**** MATERIAL FOR THIS EXERCISE

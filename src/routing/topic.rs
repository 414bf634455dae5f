//! Topic names and subscription filters as validated level sequences.
//!
//! A topic is one or more `/`-separated levels; levels may be empty, so
//! `/a` has two levels (the first empty) and `a/` has a trailing empty
//! level. Filters additionally admit the single-level wildcard `+` and the
//! multi-level wildcard `#`, the latter only in final position.

use std::fmt;
use thiserror::Error;

#[derive(Debug, Error, Clone, Copy, PartialEq, Eq)]
pub enum TopicError {
    #[error("invalid topic")]
    InvalidTopic,
    #[error("invalid filter")]
    InvalidFilter,
}

/// Concrete `/`-separated address used when publishing.
#[derive(Debug, Clone, PartialEq, Eq, PartialOrd, Ord, Hash)]
pub struct Topic {
    levels: Vec<String>,
}

impl Topic {
    /// Parse a topic name. Wildcard characters and NUL are rejected
    /// anywhere; the empty string is rejected; empty levels are not.
    pub fn parse(s: &str) -> Result<Self, TopicError> {
        if s.is_empty() {
            return Err(TopicError::InvalidTopic);
        }
        let mut levels = Vec::new();
        for level in s.split('/') {
            if level.contains(['+', '#', '\0']) {
                return Err(TopicError::InvalidTopic);
            }
            levels.push(level.to_string());
        }
        Ok(Topic { levels })
    }

    pub fn levels(&self) -> &[String] {
        &self.levels
    }
}

impl fmt::Display for Topic {
    fn fmt(&self, f: &mut fmt::Formatter<'_>) -> fmt::Result {
        write!(f, "{}", self.levels.join("/"))
    }
}

/// One level of a subscription filter.
#[derive(Debug, Clone, PartialEq, Eq, Hash)]
pub enum FilterLevel {
    Literal(String),
    /// `+`: matches exactly one topic level, including an empty one.
    SingleWildcard,
    /// `#`: matches the remainder of the topic, including zero levels.
    MultiWildcard,
}

/// Topic pattern used when subscribing.
#[derive(Debug, Clone, PartialEq, Eq, Hash)]
pub struct Filter {
    levels: Vec<FilterLevel>,
}

impl Filter {
    /// Parse a subscription filter. `#` is accepted only as the final
    /// level and may not be followed by anything, not even `/`.
    pub fn parse(s: &str) -> Result<Self, TopicError> {
        if s.is_empty() {
            return Err(TopicError::InvalidFilter);
        }
        let segments: Vec<&str> = s.split('/').collect();
        let last = segments.len() - 1;
        let mut levels = Vec::with_capacity(segments.len());
        for (idx, segment) in segments.iter().enumerate() {
            match *segment {
                "+" => levels.push(FilterLevel::SingleWildcard),
                "#" => {
                    if idx != last {
                        return Err(TopicError::InvalidFilter);
                    }
                    levels.push(FilterLevel::MultiWildcard);
                }
                literal => {
                    if literal.contains(['+', '#', '\0']) {
                        return Err(TopicError::InvalidFilter);
                    }
                    levels.push(FilterLevel::Literal(literal.to_string()));
                }
            }
        }
        Ok(Filter { levels })
    }

    pub fn levels(&self) -> &[FilterLevel] {
        &self.levels
    }

    /// Whether this filter matches the given topic, under the same rules
    /// the routing trie applies: a literal matches an equal level, `+`
    /// matches any single level, and a trailing `#` matches the rest of
    /// the topic including zero additional levels.
    pub fn matches(&self, topic: &Topic) -> bool {
        fn step(filter: &[FilterLevel], topic: &[String]) -> bool {
            match filter.split_first() {
                None => topic.is_empty(),
                Some((FilterLevel::MultiWildcard, _)) => true,
                Some((head, rest)) => match topic.split_first() {
                    None => false,
                    Some((level, remaining)) => match head {
                        FilterLevel::SingleWildcard => step(rest, remaining),
                        FilterLevel::Literal(lit) => lit == level && step(rest, remaining),
                        FilterLevel::MultiWildcard => unreachable!(),
                    },
                },
            }
        }
        step(&self.levels, topic.levels())
    }
}

impl fmt::Display for Filter {
    fn fmt(&self, f: &mut fmt::Formatter<'_>) -> fmt::Result {
        for (idx, level) in self.levels.iter().enumerate() {
            if idx > 0 {
                f.write_str("/")?;
            }
            match level {
                FilterLevel::Literal(lit) => f.write_str(lit)?,
                FilterLevel::SingleWildcard => f.write_str("+")?,
                FilterLevel::MultiWildcard => f.write_str("#")?,
            }
        }
        Ok(())
    }
}

#[cfg(test)]
mod tests {
    use super::*;

    fn topic_levels(s: &str) -> Vec<String> {
        Topic::parse(s).unwrap().levels().to_vec()
    }

    #[test]
    fn rejects_invalid_topics() {
        assert_eq!(Topic::parse(""), Err(TopicError::InvalidTopic));
        assert_eq!(Topic::parse("\0"), Err(TopicError::InvalidTopic));
        assert_eq!(Topic::parse("+"), Err(TopicError::InvalidTopic));
        assert_eq!(Topic::parse("#"), Err(TopicError::InvalidTopic));
        assert_eq!(Topic::parse("a/+/b"), Err(TopicError::InvalidTopic));
    }

    #[test]
    fn splits_topic_levels_including_empties() {
        assert_eq!(topic_levels("/"), vec!["", ""]);
        assert_eq!(topic_levels("//"), vec!["", "", ""]);
        assert_eq!(topic_levels("/a"), vec!["", "a"]);
        assert_eq!(topic_levels("a"), vec!["a"]);
        assert_eq!(topic_levels("a/"), vec!["a", ""]);
        assert_eq!(topic_levels("a/b123"), vec!["a", "b123"]);
    }

    #[test]
    fn filter_wildcards_parse() {
        assert_eq!(
            Filter::parse("+").unwrap().levels(),
            &[FilterLevel::SingleWildcard]
        );
        assert_eq!(
            Filter::parse("#").unwrap().levels(),
            &[FilterLevel::MultiWildcard]
        );
        let f = Filter::parse("a/+/c123/#").unwrap();
        assert_eq!(
            f.levels(),
            &[
                FilterLevel::Literal("a".into()),
                FilterLevel::SingleWildcard,
                FilterLevel::Literal("c123".into()),
                FilterLevel::MultiWildcard,
            ]
        );
    }

    #[test]
    fn multi_wildcard_must_be_final() {
        assert_eq!(Filter::parse("#/"), Err(TopicError::InvalidFilter));
        assert_eq!(Filter::parse("a/+/c123/#/d"), Err(TopicError::InvalidFilter));
        assert_eq!(Filter::parse("a/#/b"), Err(TopicError::InvalidFilter));
        assert_eq!(Filter::parse(""), Err(TopicError::InvalidFilter));
    }

    #[test]
    fn display_round_trips() {
        for raw in ["/", "//", "/a", "a", "a/", "a/b123", "x/y/z"] {
            let topic = Topic::parse(raw).unwrap();
            assert_eq!(Topic::parse(&topic.to_string()).unwrap(), topic);
            assert_eq!(topic.to_string(), raw);
        }
        for raw in ["+", "#", "a/+/c123/#", "/+"] {
            let filter = Filter::parse(raw).unwrap();
            assert_eq!(filter.to_string(), raw);
        }
    }

    #[test]
    fn filter_matching_rules() {
        let t = |s| Topic::parse(s).unwrap();
        let f = |s| Filter::parse(s).unwrap();
        assert!(f("#").matches(&t("a/b/c")));
        assert!(f("#").matches(&t("/a")));
        assert!(f("a/#").matches(&t("a")));
        assert!(f("a/#").matches(&t("a/b/c")));
        assert!(!f("a/#").matches(&t("b/a")));
        assert!(f("+/x").matches(&t("/x")));
        assert!(f("+/x").matches(&t("a/x")));
        assert!(!f("+/x").matches(&t("x")));
        assert!(!f("+/x").matches(&t("a/b/x")));
        assert!(f("+").matches(&t("a")));
        assert!(!f("+").matches(&t("a/b")));
    }
}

********

» **EXERCISE BRIEF**
Pull out each line of the records holding the string "Clone".

» **OUTPUT BELOW**
#[derive(Debug, Error, Clone, Copy, PartialEq, Eq)]
#[derive(Debug, Clone, PartialEq, Eq, PartialOrd, Ord, Hash)]
#[derive(Debug, Clone, PartialEq, Eq, Hash)]
#[derive(Debug, Clone, PartialEq, Eq, Hash)]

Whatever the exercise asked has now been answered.